**Stored data entries**
-.-.-

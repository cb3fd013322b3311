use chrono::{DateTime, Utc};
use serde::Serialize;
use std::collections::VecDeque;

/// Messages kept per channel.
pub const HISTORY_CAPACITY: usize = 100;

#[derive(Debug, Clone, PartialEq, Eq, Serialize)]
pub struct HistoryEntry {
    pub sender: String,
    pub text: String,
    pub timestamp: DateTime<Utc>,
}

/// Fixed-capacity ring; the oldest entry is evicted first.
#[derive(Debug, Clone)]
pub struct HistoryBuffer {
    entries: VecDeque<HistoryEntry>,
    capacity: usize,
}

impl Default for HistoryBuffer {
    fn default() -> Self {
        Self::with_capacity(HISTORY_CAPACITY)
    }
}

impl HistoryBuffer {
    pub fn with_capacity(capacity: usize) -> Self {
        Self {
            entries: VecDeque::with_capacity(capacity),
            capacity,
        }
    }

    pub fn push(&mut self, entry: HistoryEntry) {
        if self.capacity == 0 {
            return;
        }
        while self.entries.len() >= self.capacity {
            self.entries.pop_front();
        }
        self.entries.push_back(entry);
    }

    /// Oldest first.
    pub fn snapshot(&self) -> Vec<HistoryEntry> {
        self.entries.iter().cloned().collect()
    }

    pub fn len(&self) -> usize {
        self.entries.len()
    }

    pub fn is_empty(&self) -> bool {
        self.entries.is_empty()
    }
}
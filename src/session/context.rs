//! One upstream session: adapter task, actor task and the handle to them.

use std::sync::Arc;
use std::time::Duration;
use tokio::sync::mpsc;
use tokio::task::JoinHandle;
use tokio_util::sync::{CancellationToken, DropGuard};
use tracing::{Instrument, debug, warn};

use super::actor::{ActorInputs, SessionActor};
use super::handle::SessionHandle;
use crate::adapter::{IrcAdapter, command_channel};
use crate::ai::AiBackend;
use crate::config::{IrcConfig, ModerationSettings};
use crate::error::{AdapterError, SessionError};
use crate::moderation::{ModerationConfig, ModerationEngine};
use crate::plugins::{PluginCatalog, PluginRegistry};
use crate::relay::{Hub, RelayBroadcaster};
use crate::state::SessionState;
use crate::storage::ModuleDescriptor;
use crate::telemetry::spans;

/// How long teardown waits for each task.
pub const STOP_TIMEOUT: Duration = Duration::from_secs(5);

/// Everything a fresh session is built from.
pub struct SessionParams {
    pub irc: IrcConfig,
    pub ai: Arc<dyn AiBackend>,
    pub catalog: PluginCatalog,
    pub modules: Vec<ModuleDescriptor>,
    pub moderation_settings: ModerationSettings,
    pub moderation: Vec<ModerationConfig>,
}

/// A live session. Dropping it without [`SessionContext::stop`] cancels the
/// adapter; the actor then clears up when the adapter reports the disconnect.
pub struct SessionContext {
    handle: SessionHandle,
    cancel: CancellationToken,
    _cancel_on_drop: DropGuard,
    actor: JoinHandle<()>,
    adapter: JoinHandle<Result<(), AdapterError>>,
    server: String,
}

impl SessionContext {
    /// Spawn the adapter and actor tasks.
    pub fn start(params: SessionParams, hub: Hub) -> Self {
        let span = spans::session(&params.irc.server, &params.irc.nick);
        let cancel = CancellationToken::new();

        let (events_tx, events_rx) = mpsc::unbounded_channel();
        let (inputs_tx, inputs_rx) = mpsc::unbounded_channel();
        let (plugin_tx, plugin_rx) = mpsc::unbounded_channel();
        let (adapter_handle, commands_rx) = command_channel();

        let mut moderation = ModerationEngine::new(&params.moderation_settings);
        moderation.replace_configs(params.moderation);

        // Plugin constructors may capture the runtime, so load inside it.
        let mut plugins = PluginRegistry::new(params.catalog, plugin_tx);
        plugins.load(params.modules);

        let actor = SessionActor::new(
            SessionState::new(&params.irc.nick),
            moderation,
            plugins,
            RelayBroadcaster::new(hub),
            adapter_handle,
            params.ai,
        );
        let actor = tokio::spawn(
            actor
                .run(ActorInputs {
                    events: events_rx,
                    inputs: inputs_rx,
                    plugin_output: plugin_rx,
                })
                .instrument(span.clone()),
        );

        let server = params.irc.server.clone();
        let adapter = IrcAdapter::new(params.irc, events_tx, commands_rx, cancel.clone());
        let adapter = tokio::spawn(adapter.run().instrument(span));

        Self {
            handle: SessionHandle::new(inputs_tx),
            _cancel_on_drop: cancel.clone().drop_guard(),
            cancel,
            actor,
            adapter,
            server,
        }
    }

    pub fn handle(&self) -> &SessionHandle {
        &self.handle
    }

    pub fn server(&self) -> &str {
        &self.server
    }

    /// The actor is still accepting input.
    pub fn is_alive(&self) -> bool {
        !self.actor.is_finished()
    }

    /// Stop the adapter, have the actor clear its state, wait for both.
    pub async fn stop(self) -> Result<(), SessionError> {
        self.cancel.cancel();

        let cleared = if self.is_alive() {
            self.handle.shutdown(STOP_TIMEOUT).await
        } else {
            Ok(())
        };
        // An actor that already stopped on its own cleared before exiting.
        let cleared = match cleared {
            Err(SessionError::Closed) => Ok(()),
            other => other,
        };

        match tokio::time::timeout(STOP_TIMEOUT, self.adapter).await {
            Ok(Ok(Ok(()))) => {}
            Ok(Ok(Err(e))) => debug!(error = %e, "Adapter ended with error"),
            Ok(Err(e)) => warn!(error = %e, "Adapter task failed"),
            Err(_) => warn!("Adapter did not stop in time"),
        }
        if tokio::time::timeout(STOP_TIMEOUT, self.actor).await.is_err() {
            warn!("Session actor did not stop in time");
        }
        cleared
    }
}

-.-.-

**PROBLEM**
Give back every line from the beginning of the records through the line holding "for each task.", exactly as it reads, and leave out the rest.

**EXPECTED OUTPUT**
repository cb3fd013322b3311
use chrono::{DateTime, Utc};
use serde::Serialize;
use std::collections::VecDeque;

/// Messages kept per channel.
pub const HISTORY_CAPACITY: usize = 100;

#[derive(Debug, Clone, PartialEq, Eq, Serialize)]
pub struct HistoryEntry {
    pub sender: String,
    pub text: String,
    pub timestamp: DateTime<Utc>,
}

/// Fixed-capacity ring; the oldest entry is evicted first.
#[derive(Debug, Clone)]
pub struct HistoryBuffer {
    entries: VecDeque<HistoryEntry>,
    capacity: usize,
}

impl Default for HistoryBuffer {
    fn default() -> Self {
        Self::with_capacity(HISTORY_CAPACITY)
    }
}

impl HistoryBuffer {
    pub fn with_capacity(capacity: usize) -> Self {
        Self {
            entries: VecDeque::with_capacity(capacity),
            capacity,
        }
    }

    pub fn push(&mut self, entry: HistoryEntry) {
        if self.capacity == 0 {
            return;
        }
        while self.entries.len() >= self.capacity {
            self.entries.pop_front();
        }
        self.entries.push_back(entry);
    }

    /// Oldest first.
    pub fn snapshot(&self) -> Vec<HistoryEntry> {
        self.entries.iter().cloned().collect()
    }

    pub fn len(&self) -> usize {
        self.entries.len()
    }

    pub fn is_empty(&self) -> bool {
        self.entries.is_empty()
    }
}
filename src/session/context.rs
//! One upstream session: adapter task, actor task and the handle to them.

use std::sync::Arc;
use std::time::Duration;
use tokio::sync::mpsc;
use tokio::task::JoinHandle;
use tokio_util::sync::{CancellationToken, DropGuard};
use tracing::{Instrument, debug, warn};

use super::actor::{ActorInputs, SessionActor};
use super::handle::SessionHandle;
use crate::adapter::{IrcAdapter, command_channel};
use crate::ai::AiBackend;
use crate::config::{IrcConfig, ModerationSettings};
use crate::error::{AdapterError, SessionError};
use crate::moderation::{ModerationConfig, ModerationEngine};
use crate::plugins::{PluginCatalog, PluginRegistry};
use crate::relay::{Hub, RelayBroadcaster};
use crate::state::SessionState;
use crate::storage::ModuleDescriptor;
use crate::telemetry::spans;

/// How long teardown waits for each task.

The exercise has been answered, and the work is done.